The Governor devoured a forkful of flamingo and shook his head. “Not according to the most recent issue to reach the barrel.” Retrieving the next paper in the stack, he turned to a headline reading ATHEIST JUDGES UNIMPRESSED BY COSMIC COINCIDENCES and subheaded FREETHINKING FEMALE NATURALIST TO SEEK PROFANE “TREE OF LIFE.” “Here we learn how the Society dispatched a band of freethinkers to Galápagos, which supposedly harbors species useful in illustrating a disproof of God. They set sail on the Equinox”—Stopsack pointed his fork at Ralph—“the same brig that occasioned Garrity’s question to you yesterday. Blasted by a hurricane, right? No survivors?”
“So say the rumors on display in Post Office Bay,” said Ralph.
“The rumors, alas, are true,” said Mr. Chadwick to the Governor. “On orders from Wilberforce, I was traveling with the very religious skeptics of whom you speak, that I might learn whence the naturalist got her theory. I grew quite fond of the woman.”
“Her death must have caused you considerable grief,” said Solange.
“Female naturalists, I would i
magine, are inherently adorable creatures,” said Ralph.
“Considerable grief, yes,” said Mr.
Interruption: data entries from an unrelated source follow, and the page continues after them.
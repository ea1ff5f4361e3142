//! Envelope and smoothing coefficients.

use libm::expf;

/// Coefficient for a one-pole follower with time constant `time_ms`.
#[inline]
pub fn one_pole_coeff(time_ms: f32, sample_rate: u32) -> f32 {
    let frames = time_ms * sample_rate as f32 / 1000.0;
    if frames <= 1.0 { 0.0 } else { expf(-1.0 / frames) }
}

#[cfg(test)]
mod tests {
    use super::*;

    #[test]
    fn coeff_edges() {
        assert_eq!(one_pole_coeff(0.0, 48_000), 0.0);
        assert_eq!(one_pole_coeff(10.0, 0), 0.0);
        let c = one_pole_coeff(10.0, 48_000);
        assert!(c > 0.99 && c < 1.0);
    }
}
Chadwick, his voice breaking, a display of sentiment that surprised but did not displease Chloe.
“You can see why I accuse Hallowborn of pursuing the extermination with mixed motives,” said Stopsack. “Perhaps he really believes Satan fashioned the ancestors of certain Galápagos fauna, but his real goal is to obliterate evidence for the late Miss Bathurst’s Tree of Life.”
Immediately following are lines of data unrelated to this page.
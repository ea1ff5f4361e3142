//! Property-based tests for clarion-core primitives.
//!
//! Covers layout indexing agreement, parameter range enforcement, smoother
//! convergence and latency line integrity.

use clarion_core::{
    AudioBlock, Config, Error, FormatLimits, LatencyLine, ParamDescriptor, ParamId, Smoother,
    Timing,
};
use proptest::prelude::*;

const TIMING: Timing = Timing {
    native_sample_rate: 48_000,
    window_us: 10_000,
    lookahead_us: 2_000,
};

proptest! {
    #![proptest_config(ProptestConfig::with_cases(256))]

    /// The same logical signal stored interleaved, sequential and planar
    /// reads back identically through every view.
    #[test]
    fn layouts_agree(
        num_channels in 1usize..6,
        num_frames in 1usize..64,
        seed in any::<u32>(),
    ) {
        let value = |ch: usize, fr: usize| {
            ((seed as usize).wrapping_add(ch * 131 + fr * 7) % 1000) as f32 / 1000.0
        };

        let mut inter = vec![0.0; num_channels * num_frames];
        let mut seq = vec![0.0; num_channels * num_frames];
        let mut planes: Vec<Vec<f32>> = vec![vec![0.0; num_frames]; num_channels];
        for ch in 0..num_channels {
            for fr in 0..num_frames {
                inter[fr * num_channels + ch] = value(ch, fr);
                seq[ch * num_frames + fr] = value(ch, fr);
                planes[ch][fr] = value(ch, fr);
            }
        }
        let mut refs: Vec<&mut [f32]> = planes.iter_mut().map(Vec::as_mut_slice).collect();

        let a = AudioBlock::interleaved(&mut inter, num_channels, num_frames).unwrap();
        let b = AudioBlock::sequential(&mut seq, num_channels, num_frames).unwrap();
        let c = AudioBlock::planar(&mut refs, num_channels, num_frames).unwrap();
        for ch in 0..num_channels {
            for fr in 0..num_frames {
                prop_assert_eq!(a.sample(ch, fr), value(ch, fr));
                prop_assert_eq!(b.sample(ch, fr), value(ch, fr));
                prop_assert_eq!(c.sample(ch, fr), value(ch, fr));
            }
        }
        prop_assert!((a.mean_square() - c.mean_square()).abs() < 1e-5);
    }

    /// A descriptor accepts exactly the finite values inside its bounds.
    #[test]
    fn descriptor_accepts_only_in_range(value in -10.0f32..10.0) {
        let desc = ParamDescriptor::linear_gain("Voice Gain", "Voice", 0.1, 4.0, 1.0)
            .with_id(ParamId(2), "voice_gain");
        let inside = (0.1..=4.0).contains(&value);
        match desc.validate(value) {
            Ok(v) => prop_assert!(inside && v == value),
            Err(Error::ParameterOutOfRange { .. }) => prop_assert!(!inside),
            Err(other) => prop_assert!(false, "unexpected error {other:?}"),
        }
    }

    /// A smoother never overshoots its target.
    #[test]
    fn smoother_no_overshoot(
        start in -4.0f32..4.0,
        target in -4.0f32..4.0,
        time_ms in 0.0f32..50.0,
    ) {
        let mut s = Smoother::new(start);
        s.configure(48_000, time_ms);
        s.set_target(target);
        let (lo, hi) = if start < target { (start, target) } else { (target, start) };
        for _ in 0..1000 {
            let v = s.advance();
            prop_assert!(v >= lo - 1e-5 && v <= hi + 1e-5);
        }
    }

    /// Every sample pushed into a latency line comes out unchanged exactly
    /// `delay` frames later.
    #[test]
    fn latency_line_preserves_samples(
        delay in 0usize..32,
        input in prop::collection::vec(-1.0f32..1.0, 1..128),
    ) {
        let mut line = LatencyLine::new();
        line.configure(1, delay);
        let mut out = Vec::with_capacity(input.len());
        for &x in &input {
            out.push(line.exchange(0, x));
            line.advance();
        }
        for (i, &y) in out.iter().enumerate() {
            let expected = if i >= delay { input[i - delay] } else { 0.0 };
            prop_assert_eq!(y, expected);
        }
    }

    /// Output delay is never below the lookahead and is minimal only at the
    /// optimal frame count.
    #[test]
    fn delay_minimal_at_optimal(
        rate in 8_000u32..=192_000,
        frames in 1usize..4096,
        variable in any::<bool>(),
    ) {
        let config = Config::new(rate, 1, frames).with_variable_frames(variable);
        prop_assume!(FormatLimits::STANDARD.validate(&config).is_ok());
        let optimal = TIMING.optimal_num_frames(rate);
        let lookahead = TIMING.lookahead_frames(rate);
        let delay = TIMING.output_delay(&config);
        if !variable && frames == optimal {
            prop_assert_eq!(delay, lookahead);
        } else {
            prop_assert_eq!(delay, lookahead + optimal);
        }
    }
}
“Which means you’re more prepared than ever to defy Hallowborn?” asked Chloe.
“Which means I’m eager to undertake an audacious project,” Stopsack replied. “Esteemed guests and fellow Christians, a great opportunity lies before us. We can win the Shelley Prize!” Bending over his Evening Standard collection, he pounded his fist on COSMIC COINCIDENCES. “Think about it! The Diluvian League won’t find the Genesis vessel on Ararat, for it’s sitting under our very noses! I invite you to join me as I sail the ark to Panama, drag it across the isthmus, and display it before the judges!”
“A splendid idea,” said Capitaine Léourier. “Quelle ingéniosité!”
“A wretched idea,” said Mr. Chadwick. “Quelle stupidité! Governor, you should know that I desire no further truck with the Oxford sybarites. The Great God Contest is a corrupt institution, and I regret that I once lent it my good name.”
“I agree with the vicar,” said Ralph (by which he doubtless meant, As a devotee of Omar Khayyám, I cannot be a party to God’s corroboration).
“It sounds like a silly competition,” said Solange (surely meaning, I love the Great God Contest, but only if it sends the Almighty packing).
“A silly competition that could place nearly two thousand pounds in the pocket of every person at this table,” noted Stopsack.
“With such a sum I could mount the ultimate search for El Dorado,” mused Léourier.
“I should like to know Madam Prophet’s opinion.” The Governor indicated Chloe by pointing with a flamingo bone. “Do you doubt that Heaven would have us go to Oxford? Are you not eager to inform Christendom that, owing to the ark and its Hebrew guardians, modern men and women may now hold the God of Abraham factual?”